» What is being asked
Check every line of the material for the word "warn". Copy those that have it.

*** Data for this task ***

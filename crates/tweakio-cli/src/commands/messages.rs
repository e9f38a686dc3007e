use std::path::{Path, PathBuf};
use std::sync::Arc;

use anyhow::{Context as _, Result};
use clap::Subcommand;
use serde_json::json;
use tracing::{info, warn};
use tweakio_shared::{ChaChaCipher, Message, MessageCipher};
use tweakio_store::{Database, MessageRecord, StorageConfig, StorageEngine};

use super::{derive_profile_key, Context, ProfileArgs};

const UNDECRYPTABLE: &str = "<undecryptable>";

#[derive(Subcommand)]
pub enum MessagesCommand {
    /// Import a JSON array of messages into the profile's store
    Import {
        #[command(flatten)]
        profile: ProfileArgs,
        file: PathBuf,
        /// Encrypt message bodies with the profile key
        #[arg(long)]
        encrypt: bool,
    },

    /// Print stored messages, newest first
    List {
        #[command(flatten)]
        profile: ProfileArgs,
        /// Only messages from this chat
        #[arg(long)]
        chat: Option<String>,
        #[arg(short, long, default_value_t = 20)]
        limit: u32,
        #[arg(long, default_value_t = 0)]
        offset: u32,
    },
}

pub async fn run(ctx: &Context, cmd: MessagesCommand) -> Result<()> {
    match cmd {
        MessagesCommand::Import {
            profile,
            file,
            encrypt,
        } => {
            let info = ctx.profile(&profile)?;
            let raw = tokio::fs::read(&file)
                .await
                .with_context(|| format!("reading {}", file.display()))?;
            let messages: Vec<Message> = serde_json::from_slice(&raw)
                .with_context(|| format!("{} is not a JSON array of messages", file.display()))?;

            let cipher: Option<Arc<dyn MessageCipher>> = if encrypt {
                let key = derive_profile_key(&info, ctx.require_password()?)?;
                Some(Arc::new(ChaChaCipher::new(key)))
            } else {
                None
            };

            let db_path = info.database_file();
            let engine = StorageEngine::open(StorageConfig::from_env(&db_path), cipher).await?;
            let submitted = messages.len();
            engine.enqueue(messages)?;
            engine.close().await?;

            let stored = tokio::task::spawn_blocking(move || {
                Database::open_read_only(&db_path)?.count_messages()
            })
            .await??;
            info!(profile = %info.key, submitted, stored, "import finished");
            println!("submitted {submitted} messages; {stored} stored in total");
        }
        MessagesCommand::List {
            profile,
            chat,
            limit,
            offset,
        } => {
            let info = ctx.profile(&profile)?;
            let cipher = match ctx.config.password.as_deref() {
                Some(password) if info.metadata.encryption.is_configured() => {
                    Some(ChaChaCipher::new(derive_profile_key(&info, password)?))
                }
                _ => None,
            };

            if chat.is_some() && offset > 0 {
                warn!("--offset is ignored together with --chat");
            }

            let db_path = info.database_file();
            let records = tokio::task::spawn_blocking(move || {
                read_records(&db_path, chat.as_deref(), limit, offset)
            })
            .await??;

            match records {
                None => println!("no messages"),
                Some(records) => {
                    for record in records {
                        let cipher = cipher.as_ref().map(|c| c as &dyn MessageCipher);
                        println!("{}", render(&record, cipher));
                    }
                }
            }
        }
    }
    Ok(())
}

/// Read through a read-only connection so listing never competes with a
/// writer. `None` when the profile has no message database yet.
fn read_records(
    db_path: &Path,
    chat: Option<&str>,
    limit: u32,
    offset: u32,
) -> tweakio_store::Result<Option<Vec<MessageRecord>>> {
    if !db_path.is_file() {
        return Ok(None);
    }
    let db = Database::open_read_only(db_path)?;
    let records = match chat {
        Some(chat) => db.list_messages_by_chat(chat, limit)?,
        None => db.list_messages(limit, offset)?,
    };
    Ok(Some(records))
}

fn render(record: &MessageRecord, cipher: Option<&dyn MessageCipher>) -> serde_json::Value {
    let text = record
        .text(cipher)
        .unwrap_or_else(|| UNDECRYPTABLE.to_string());
    json!({
        "id": record.id,
        "message_id": record.message_id,
        "direction": record.direction.map(|d| d.as_str()),
        "chat": record.parent_chat_name,
        "chat_id": record.parent_chat_id,
        "hit_time": record.system_hit_time,
        "data_type": record.data_type,
        "nonce": record.encryption_nonce.as_deref().map(hex::encode),
        "text": text,
    })
}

***

» Task answer
use tracing::{info, warn};
                warn!("--offset is ignored together with --chat");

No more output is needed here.